Stored data entries:
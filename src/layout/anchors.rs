//! Render-time handle anchors on model fields.
//!
//! A field gets at most one handle per role: a source handle on each side
//! and one target handle. The first edge through a field creates it, later
//! edges through the same field and side reuse it.

use std::collections::HashMap;

use serde::Serialize;

#[derive(Debug, Clone, Copy, PartialEq, Eq, Hash, Serialize)]
#[serde(rename_all = "lowercase")]
pub enum Side {
    Left,
    Right,
}

#[derive(Debug, Clone, PartialEq, Eq, Serialize)]
pub struct Handle {
    pub id: String,
    pub position: Side,
}

#[derive(Debug, Clone, Default, PartialEq, Eq, Serialize)]
#[serde(rename_all = "camelCase")]
pub struct FieldHandles {
    #[serde(skip_serializing_if = "Option::is_none")]
    pub source_left: Option<Handle>,
    #[serde(skip_serializing_if = "Option::is_none")]
    pub source_right: Option<Handle>,
    #[serde(skip_serializing_if = "Option::is_none")]
    pub target: Option<Handle>,
}

impl FieldHandles {
    pub fn is_empty(&self) -> bool {
        self.source_left.is_none() && self.source_right.is_none() && self.target.is_none()
    }
}

/// Source of fresh handle identifiers.
pub trait HandleIdSource {
    fn next_id(&mut self) -> String;
}

impl<F: FnMut() -> String> HandleIdSource for F {
    fn next_id(&mut self) -> String {
        self()
    }
}

/// Deterministic counter: `h0`, `h1`, ...
#[derive(Debug, Clone)]
pub struct SequentialIds {
    prefix: String,
    next: u64,
}

impl SequentialIds {
    pub fn new(prefix: impl Into<String>) -> Self {
        Self {
            prefix: prefix.into(),
            next: 0,
        }
    }
}

impl Default for SequentialIds {
    fn default() -> Self {
        Self::new("h")
    }
}

impl HandleIdSource for SequentialIds {
    fn next_id(&mut self) -> String {
        let id = format!("{}{}", self.prefix, self.next);
        self.next += 1;
        id
    }
}

pub struct HandleAssigner<S> {
    ids: S,
    handles: HashMap<(String, String), FieldHandles>,
}

impl<S: HandleIdSource> HandleAssigner<S> {
    pub fn new(ids: S) -> Self {
        Self {
            ids,
            handles: HashMap::new(),
        }
    }

    fn slot(&mut self, model: &str, field: &str) -> &mut FieldHandles {
        self.handles
            .entry((model.to_string(), field.to_string()))
            .or_default()
    }

    /// Source handle on `side` of `model.field`.
    pub fn source(&mut self, model: &str, field: &str, side: Side) -> String {
        let existing = {
            let slot = self.slot(model, field);
            match side {
                Side::Left => slot.source_left.as_ref(),
                Side::Right => slot.source_right.as_ref(),
            }
            .map(|h| h.id.clone())
        };
        if let Some(id) = existing {
            return id;
        }

        let id = self.ids.next_id();
        let handle = Some(Handle {
            id: id.clone(),
            position: side,
        });
        let slot = self.slot(model, field);
        match side {
            Side::Left => slot.source_left = handle,
            Side::Right => slot.source_right = handle,
        }
        id
    }

    /// Target handle of `model.field`; `side` only applies when it is created.
    pub fn target(&mut self, model: &str, field: &str, side: Side) -> String {
        if let Some(handle) = &self.slot(model, field).target {
            return handle.id.clone();
        }
        let id = self.ids.next_id();
        self.slot(model, field).target = Some(Handle {
            id: id.clone(),
            position: side,
        });
        id
    }

    pub fn handles(&self, model: &str, field: &str) -> Option<&FieldHandles> {
        self.handles.get(&(model.to_string(), field.to_string()))
    }
}
impl Model {
    fn from_block(block: &ModelBlock) -> Result<Self, ParseError> {
        let mut model = Model {
            name: block.name.clone(),
            fields: Vec::new(),
            primary_key: String::new(),
            foreign_keys: Vec::new(),
            block_attributes: Vec::new(),
            related_to: Vec::new(),
            relations: Vec::new(),
        };
        let mut key_fields: Vec<String> = Vec::new();

        for member in &block.members {
            match member {
                Member::Attribute(attr) => {
                    if attr.name == "id" {
                        let parts = attr
                            .named("fields")
                            .or_else(|| attr.positional(0))
                            .map(Expr::ident_list)
                            .unwrap_or_default();
                        if !parts.is_empty() {
                            model.primary_key = parts.join("_");
                            key_fields = parts;
                        }
                    }
                    model.block_attributes.push(attr.clone());
                }
                Member::Field(decl) => {
                    if model.field(&decl.name).is_some() {
                        return Err(ParseError::DuplicateField {
                            model: model.name.clone(),
                            field: decl.name.clone(),
                        });
                    }
                    let field = Field::from_decl(decl);

                    if field.has_attribute("id")
                        || (field.has_attribute("unique") && model.primary_key.is_empty())
                    {
                        model.primary_key = field.name.clone();
                        key_fields = vec![field.name.clone()];
                    }

                    if let Some(relation) = &field.relation {
                        for fk in &relation.fields {
                            if !model.foreign_keys.contains(fk) {
                                model.foreign_keys.push(fk.clone());
                            }
                        }
                    }

                    model.fields.push(field);
                }
            }
        }

        for fk in &model.foreign_keys {
            match model.fields.iter_mut().find(|f| &f.name == fk) {
                Some(field) => field.is_foreign_key = true,
                None => warn!(
                    model = %model.name,
                    field = %fk,
                    "relation names a foreign key field that does not exist"
                ),
            }
        }
        for field in &mut model.fields {
            field.is_primary_key = key_fields.contains(&field.name);
        }

        Ok(model)
    }

    pub fn field(&self, name: &str) -> Option<&Field> {
        self.fields.iter().find(|f| f.name == name)
    }

    /// Ids of the relations shared with `other`, empty when unrelated.
    pub fn relations_with(&self, other: &str) -> &[String] {
        self.relations
            .iter()
            .find(|(name, _)| name == other)
            .map(|(_, ids)| ids.as_slice())
            .unwrap_or(&[])
    }

    pub(crate) fn link(&mut self, other: &str, relation_id: &str) {
        if !self.related_to.iter().any(|n| n == other) {
            self.related_to.push(other.to_string());
        }
        match self.relations.iter_mut().find(|(name, _)| name == other) {
            Some((_, ids)) => {
                if !ids.iter().any(|id| id == relation_id) {
                    ids.push(relation_id.to_string());
                }
            }
            None => self
                .relations
                .push((other.to_string(), vec![relation_id.to_string()])),
        }
    }
}

/// All models of one schema, in declaration order, indexed by name.
#[derive(Debug, Clone, Default, PartialEq)]
pub struct ModelRegistry {
    models: Vec<Model>,
    index: HashMap<String, usize>,
    /// `provider` of the datasource block, when present.
    pub provider: Option<String>,
    /// `relationMode` of the datasource block, when present.
    pub relation_mode: Option<String>,
}

impl ModelRegistry {
    pub fn parse(source: &str) -> Result<Self, ParseError> {
        let document = Parser::new(source)?.parse()?;
        Self::from_document(&document)
    }

    pub fn from_document(document: &Document) -> Result<Self, ParseError> {
        let mut registry = ModelRegistry::default();

        for block in &document.blocks {
            match block {
                Block::Model(block) => registry.insert(Model::from_block(block)?)?,
                Block::Datasource(ds) => {
                    registry.provider = ds
                        .entry("provider")
                        .and_then(Expr::as_str)
                        .map(str::to_string);
                    registry.relation_mode = ds
                        .entry("relationMode")
                        .and_then(Expr::as_str)
                        .map(str::to_string);
                }
                Block::Other { keyword, name } => {
                    debug!(%keyword, %name, "skipping block");
                }
            }
        }

        debug!(models = registry.len(), "assembled model registry");
        Ok(registry)
    }

    fn insert(&mut self, model: Model) -> Result<(), ParseError> {
        if self.index.contains_key(&model.name) {
            return Err(ParseError::DuplicateModel(model.name));
        }
        self.index.insert(model.name.clone(), self.models.len());
        self.models.push(model);
        Ok(())
    }

    pub fn get(&self, name: &str) -> Option<&Model> {
        self.index.get(name).map(|&i| &self.models[i])
    }

    pub(crate) fn get_mut(&mut self, name: &str) -> Option<&mut Model> {
        let i = *self.index.get(name)?;
        self.models.get_mut(i)
    }

    pub fn contains(&self, name: &str) -> bool {
        self.index.contains_key(name)
    }

    pub fn models(&self) -> impl Iterator<Item = &Model> {
        self.models.iter()
    }

    pub fn len(&self) -> usize {
        self.models.len()
    }

    pub fn is_empty(&self) -> bool {
        self.models.is_empty()
    }

    /// Same models with the declaration order reversed.
    pub fn reversed(&self) -> Self {
        let models: Vec<Model> = self.models.iter().rev().cloned().collect();
        let index = models
            .iter()
            .enumerate()
            .map(|(i, m)| (m.name.clone(), i))
            .collect();
        Self {
            models,
            index,
            provider: self.provider.clone(),
            relation_mode: self.relation_mode.clone(),
        }
    }
}

/// Parse schema text into a model registry.
pub fn parse_schema(source: &str) -> Result<ModelRegistry, ParseError> {
    ModelRegistry::parse(source)
}

#[cfg(test)]
mod tests {
    use super::*;

    const BLOG: &str = r#"
        // blog schema
        datasource db {
            provider = "postgresql"
            url      = env("DATABASE_URL")
        }

        model User {
            id      Int      @id @default(autoincrement())
            email   String   @unique
            posts   Post[]
            profile Profile?
        }

        /* profile lives apart */
        model Profile {
            id     Int    @id
            userId Int    @unique
            user   User   @relation(fields: [userId], references: [id])
        }

        model Post {
            id       Int    @id
            authorId Int
            author   User   @relation("Written", fields: [authorId], references: [id], onDelete: Cascade)
        }
    "#;

    #[test]
    fn test_registry_order_and_lookup() {
        let registry = parse_schema(BLOG).unwrap();
        let names: Vec<&str> = registry.models().map(|m| m.name.as_str()).collect();
        assert_eq!(names, vec!["User", "Profile", "Post"]);
        assert!(registry.contains("Post"));
        assert!(registry.get("Comment").is_none());
        assert_eq!(registry.provider.as_deref(), Some("postgresql"));
        assert_eq!(registry.relation_mode, None);
    }

    #[test]
    fn test_field_modifiers() {
        let registry = parse_schema(BLOG).unwrap();
        let user = registry.get("User").unwrap();

        let posts = user.field("posts").unwrap();
        assert_eq!(posts.d_type, "Post");
        assert!(posts.iterable);
        assert!(!posts.optional);

        let profile = user.field("profile").unwrap();
        assert_eq!(profile.d_type, "Profile");
        assert!(profile.optional);
        assert!(!profile.iterable);
        assert!(!profile.is_relation());
    }

    #[test]
    fn test_primary_key_prefers_id() {
        let registry = parse_schema(BLOG).unwrap();
        let user = registry.get("User").unwrap();
        assert_eq!(user.primary_key, "id");
        assert!(user.field("id").unwrap().is_primary_key);
        assert!(!user.field("email").unwrap().is_primary_key);
    }

    #[test]
    fn test_first_unique_is_primary_key_without_id() {
        let input = r#"
            model Account {
                handle String @unique
                email  String @unique
            }
        "#;
        let registry = parse_schema(input).unwrap();
        assert_eq!(registry.get("Account").unwrap().primary_key, "handle");
    }

    #[test]
    fn test_composite_id() {
        let input = r#"
            model Like {
                postId Int
                userId Int
                @@id([postId, userId])
                @@index([userId])
            }

            model Vote {
                a Int
                b Int
                @@id(fields: [a, b])
            }
        "#;
        let registry = parse_schema(input).unwrap();
        let like = registry.get("Like").unwrap();
        assert_eq!(like.primary_key, "postId_userId");
        assert_eq!(like.block_attributes.len(), 2);
        assert_eq!(like.block_attributes[1].to_string(), "@@index([userId])");
        assert!(like.field("postId").unwrap().is_primary_key);
        assert!(like.field("userId").unwrap().is_primary_key);

        assert_eq!(registry.get("Vote").unwrap().primary_key, "a_b");
    }

    #[test]
    fn test_relation_annotation() {
        let registry = parse_schema(BLOG).unwrap();
        let post = registry.get("Post").unwrap();
        let relation = post.field("author").unwrap().relation.clone().unwrap();

        assert_eq!(relation.name.as_deref(), Some("Written"));
        assert_eq!(relation.fields, vec!["authorId"]);
        assert_eq!(relation.references, vec!["id"]);
        assert_eq!(relation.on_delete.as_deref(), Some("Cascade"));
        assert_eq!(relation.foreign_key().as_deref(), Some("authorId"));
        assert_eq!(relation.referenced_key().as_deref(), Some("id"));
        assert_eq!(relation.on_update, None);
        assert_eq!(relation.map, None);

        let input = r#"
            model Account {
                id     Int  @id
                userId Int
                user   User @relation(fields: [userId], references: [id], onUpdate: Cascade, map: "fk_account_user")
            }
            model User {
                id       Int       @id
                accounts Account[]
            }
        "#;
        let registry = parse_schema(input).unwrap();
        let account = registry.get("Account").unwrap();
        let relation = account.field("user").unwrap().relation.clone().unwrap();
        assert_eq!(relation.name, None);
        assert_eq!(relation.on_delete, None);
        assert_eq!(relation.on_update.as_deref(), Some("Cascade"));
        assert_eq!(relation.map.as_deref(), Some("fk_account_user"));
    }

    #[test]
    fn test_relation_name_argument() {
        let input = r#"
            model Node {
                id       Int   @id
                parentId Int?
                parent   Node? @relation(name: "Tree", fields: [parentId], references: [id])
                children Node[] @relation(name: "Tree")
            }
        "#;
        let registry = parse_schema(input).unwrap();
        let node = registry.get("Node").unwrap();
        assert_eq!(node.field("parent").unwrap().relation_name(), Some("Tree"));
        assert_eq!(node.field("children").unwrap().relation_name(), Some("Tree"));
        let children = node.field("children").unwrap().relation.clone().unwrap();
        assert_eq!(children.foreign_key(), None);
    }

    #[test]
    fn test_foreign_keys_flagged() {
        let registry = parse_schema(BLOG).unwrap();
        let post = registry.get("Post").unwrap();
        assert_eq!(post.foreign_keys, vec!["authorId"]);
        assert!(post.field("authorId").unwrap().is_foreign_key);
        assert!(!post.field("author").unwrap().is_foreign_key);
        assert!(!post.field("id").unwrap().is_foreign_key);
    }

    #[test]
    fn test_composite_foreign_key() {
        let input = r#"
            model Line {
                orderId Int
                sku     String
                item    Item @relation(fields: [orderId, sku], references: [orderId, sku])
            }
        "#;
        let registry = parse_schema(input).unwrap();
        let line = registry.get("Line").unwrap();
        assert!(line.field("orderId").unwrap().is_foreign_key);
        assert!(line.field("sku").unwrap().is_foreign_key);
        let relation = line.field("item").unwrap().relation.clone().unwrap();
        assert_eq!(relation.foreign_key().as_deref(), Some("orderId_sku"));
    }

    #[test]
    fn test_unknown_foreign_key_is_skipped() {
        let input = r#"
            model Post {
                author User @relation(fields: [ghostId], references: [id])
            }
        "#;
        let registry = parse_schema(input).unwrap();
        let post = registry.get("Post").unwrap();
        assert_eq!(post.foreign_keys, vec!["ghostId"]);
        assert!(post.fields.iter().all(|f| !f.is_foreign_key));
    }

    #[test]
    fn test_duplicate_model() {
        let err = parse_schema("model A { id Int }\nmodel A { id Int }").unwrap_err();
        assert!(matches!(err, ParseError::DuplicateModel(name) if name == "A"));
    }

    #[test]
    fn test_duplicate_field() {
        let err = parse_schema("model A {\n id Int\n id String\n}").unwrap_err();
        assert!(matches!(err, ParseError::DuplicateField { .. }));
    }

    #[test]
    fn test_parse_is_idempotent() {
        assert_eq!(parse_schema(BLOG).unwrap(), parse_schema(BLOG).unwrap());
    }

    #[test]
    fn test_reversed() {
        let registry = parse_schema(BLOG).unwrap().reversed();
        let names: Vec<&str> = registry.models().map(|m| m.name.as_str()).collect();
        assert_eq!(names, vec!["Post", "Profile", "User"]);
        assert_eq!(registry.get("User").unwrap().name, "User");
    }
}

» **EXERCISE DESCRIPTION**:
Each line in the data that holds the string "anchors" must be returned.

» **TASK RESPONSE**:
filename src/layout/anchors.rs
//! Render-time handle anchors on model fields.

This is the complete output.